Next, a third embodiment of the present invention will be described with reference to FIG.
The system of this embodiment uses the hardware configuration shown in FIG. 1 and the configuration of the engine model 60 shown in FIG. 2 to cause the ECU 50 to execute a routine shown in FIG. 9 described later instead of the routine shown in FIG. It can be realized.

In the first embodiment described above, as an index representing the combustion state, using a maximum pressure value P _max. In contrast, the present embodiment is characterized in that the PID correction amount calculated by the PID controller 76 is used as an index representing the combustion state.

[Specific Processing in Embodiment 3]
FIG. 9 is a flowchart of a routine executed by the ECU 50 in the third embodiment in order to perform friction learning based on the combustion state of each cylinder. In FIG. 9, the same steps as those shown in FIG. 6 in the first embodiment are denoted by the same reference numerals, and the description thereof is omitted or simplified. This routine is also executed in a state where the friction is adapted.

  In the routine shown in FIG. 9, when it is determined that the current operating state of the internal combustion engine 10 is in a steady state (step 102), the actual engine speed Ne calculated in step 100 and the engine model 60 are used. The PID correction amount is calculated by the PID controller 76 as a value obtained by multiplying the deviation from the calculated estimated engine speed Ne by a predetermined coefficient (step 300).
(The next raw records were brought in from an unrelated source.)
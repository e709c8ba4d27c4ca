use serde::{Deserialize, Serialize};

use crate::constants::EARTH_RADIUS_KM;
use crate::error::ValidationError;

#[derive(Debug, Clone, Copy, PartialEq, Serialize, Deserialize)]
pub struct GeoPoint {
    pub latitude: f64,
    pub longitude: f64,
}

impl GeoPoint {
    pub fn new(latitude: f64, longitude: f64) -> Result<Self, ValidationError> {
        let valid = latitude.is_finite()
            && longitude.is_finite()
            && (-90.0..=90.0).contains(&latitude)
            && (-180.0..=180.0).contains(&longitude);
        if !valid {
            return Err(ValidationError::InvalidCoordinates);
        }
        Ok(Self {
            latitude,
            longitude,
        })
    }

    pub fn distance_km(&self, other: &GeoPoint) -> f64 {
        haversine_km(self.latitude, self.longitude, other.latitude, other.longitude)
    }
}

/// Great-circle distance in kilometres.
pub fn haversine_km(lat1: f64, lon1: f64, lat2: f64, lon2: f64) -> f64 {
    let d_lat = (lat2 - lat1).to_radians();
    let d_lon = (lon2 - lon1).to_radians();
    let a = (d_lat / 2.0).sin().powi(2)
        + lat1.to_radians().cos() * lat2.to_radians().cos() * (d_lon / 2.0).sin().powi(2);
    let c = 2.0 * a.sqrt().atan2((1.0 - a).sqrt());
    EARTH_RADIUS_KM * c
}
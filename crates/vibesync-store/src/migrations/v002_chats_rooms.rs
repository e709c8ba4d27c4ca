//! v002 -- Pairwise chats and four-person chat rooms.

use rusqlite::Connection;

const UP_SQL: &str = r#"
-- ----------------------------------------------------------------
-- Pairwise chats (and permanent chats spawned by GP conversion)
-- ----------------------------------------------------------------
CREATE TABLE IF NOT EXISTS chats (
    id                      TEXT PRIMARY KEY NOT NULL,
    pair_key                TEXT UNIQUE,              -- "<lo>:<hi>" for 1:1 chats, NULL otherwise
    expires_at              TEXT NOT NULL,
    is_locked               INTEGER NOT NULL DEFAULT 0,
    is_permanently_unlocked INTEGER NOT NULL DEFAULT 0,
    source_gp_id            TEXT,
    matched_at              TEXT NOT NULL,
    created_at              TEXT NOT NULL
);

CREATE INDEX IF NOT EXISTS idx_chats_expiry ON chats(is_locked, expires_at);

CREATE TABLE IF NOT EXISTS chat_participants (
    chat_id  TEXT NOT NULL,
    user_id  TEXT NOT NULL,
    position INTEGER NOT NULL,

    PRIMARY KEY (chat_id, user_id),
    FOREIGN KEY (chat_id) REFERENCES chats(id) ON DELETE CASCADE
);

CREATE INDEX IF NOT EXISTS idx_chat_participants_user ON chat_participants(user_id);

CREATE TABLE IF NOT EXISTS chat_messages (
    seq        INTEGER PRIMARY KEY AUTOINCREMENT,    -- submission order
    id         TEXT NOT NULL UNIQUE,
    chat_id    TEXT NOT NULL,
    sender_id  TEXT NOT NULL,
    text       TEXT NOT NULL,
    is_read    INTEGER NOT NULL DEFAULT 0,
    created_at TEXT NOT NULL,

    FOREIGN KEY (chat_id) REFERENCES chats(id) ON DELETE CASCADE
);

CREATE INDEX IF NOT EXISTS idx_chat_messages_chat ON chat_messages(chat_id, seq);

-- ----------------------------------------------------------------
-- Chat rooms
-- ----------------------------------------------------------------
CREATE TABLE IF NOT EXISTS chat_rooms (
    id                 TEXT PRIMARY KEY NOT NULL,
    expires_at         TEXT NOT NULL,
    is_expired         INTEGER NOT NULL DEFAULT 0,
    low_energy         INTEGER NOT NULL,
    mid_energy         INTEGER NOT NULL,
    high_energy        INTEGER NOT NULL,
    average_similarity INTEGER NOT NULL,
    created_at         TEXT NOT NULL
);

CREATE INDEX IF NOT EXISTS idx_chat_rooms_expiry ON chat_rooms(is_expired, expires_at);

CREATE TABLE IF NOT EXISTS room_participants (
    room_id  TEXT NOT NULL,
    user_id  TEXT NOT NULL,
    position INTEGER NOT NULL,

    PRIMARY KEY (room_id, user_id),
    FOREIGN KEY (room_id) REFERENCES chat_rooms(id) ON DELETE CASCADE
);

CREATE INDEX IF NOT EXISTS idx_room_participants_user ON room_participants(user_id);

CREATE TABLE IF NOT EXISTS room_messages (
    seq        INTEGER PRIMARY KEY AUTOINCREMENT,
    id         TEXT NOT NULL UNIQUE,
    room_id    TEXT NOT NULL,
    sender_id  TEXT NOT NULL,
    text       TEXT NOT NULL,
    created_at TEXT NOT NULL,

    FOREIGN KEY (room_id) REFERENCES chat_rooms(id) ON DELETE CASCADE
);

CREATE INDEX IF NOT EXISTS idx_room_messages_room ON room_messages(room_id, seq);

CREATE TABLE IF NOT EXISTS room_message_reads (
    message_id TEXT NOT NULL,
    user_id    TEXT NOT NULL,

    PRIMARY KEY (message_id, user_id),
    FOREIGN KEY (message_id) REFERENCES room_messages(id) ON DELETE CASCADE
);
"#;

/// Add chat and room tables.
pub fn up(conn: &Connection) -> rusqlite::Result<()> {
    conn.execute_batch(UP_SQL)
}
//! Heuristic detection of personal information in anonymous posts.
//!
//! Patterns are deliberately narrow: a single number or a capitalised word
//! after "from" is not enough to reject a post.

use std::sync::OnceLock;

use regex::Regex;

struct PiiPatterns {
    phone: Regex,
    email: Regex,
    address: Regex,
    name: Regex,
}

fn patterns() -> &'static PiiPatterns {
    static PATTERNS: OnceLock<PiiPatterns> = OnceLock::new();
    PATTERNS.get_or_init(|| PiiPatterns {
        // seven or more digits, optionally separated
        phone: compile(r"(?:\+?\d[\s\-.()]*){7,}"),
        email: compile(r"[A-Za-z0-9._%+\-]+@[A-Za-z0-9.\-]+\.[A-Za-z]{2,}"),
        address: compile(
            r"(?i)\b\d+\s+[a-z0-9\s]+?\s(?:street|st|avenue|ave|road|rd|boulevard|blvd|lane|ln|drive|dr|way|circle|cir)\b",
        ),
        name: compile(r"\b(?i:call me|i am|i'm|my name is|this is)\s+[A-Z][a-z]+\b"),
    })
}

fn compile(pattern: &str) -> Regex {
    Regex::new(pattern).expect("built-in PII pattern must compile")
}

pub fn contains_pii(text: &str) -> bool {
    let p = patterns();
    p.phone.is_match(text)
        || p.email.is_match(text)
        || p.address.is_match(text)
        || p.name.is_match(text)
}

#[cfg(test)]
mod tests {
    use super::*;

    #[test]
    fn test_phone_numbers() {
        assert!(contains_pii("text me at 555-123-4567"));
        assert!(contains_pii("+33 6 12 34 56 78"));
        assert!(!contains_pii("I ate 3 slices at 11pm"));
        assert!(!contains_pii("it was 2024 and I was 19"));
    }

    #[test]
    fn test_email() {
        assert!(contains_pii("mail me: someone.odd@example.org"));
        assert!(!contains_pii("@ the park"));
    }

    #[test]
    fn test_street_address() {
        assert!(contains_pii("I live at 221 Baker Street"));
        assert!(contains_pii("meet at 12 ocean drive tonight"));
        assert!(!contains_pii("I have 2 dogs"));
    }

    #[test]
    fn test_name_introductions() {
        assert!(contains_pii("Hi, my name is Sarah"));
        assert!(contains_pii("call me Alex"));
        assert!(!contains_pii("i am tired of everything"));
        assert!(!contains_pii("this is fine"));
    }
}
The PID correction amount calculated here is a correction amount for feeding back the deviation of the engine speed Ne to the in-cylinder pressure P.

  Next, the PID correction amount calculated in step 300 is integrated between predetermined cycles for each cylinder, and an average value of the PID correction amounts is calculated for each cylinder (step 302).

  Next, it is determined for each cylinder whether or not the average value of the PID correction amount calculated in step 302 is within a predetermined range (step 304). As a result, when it is determined that the average value is within the predetermined range, it is determined that there is no cylinder in which the combustion state is deteriorated, and the processing of this routine is immediately terminated.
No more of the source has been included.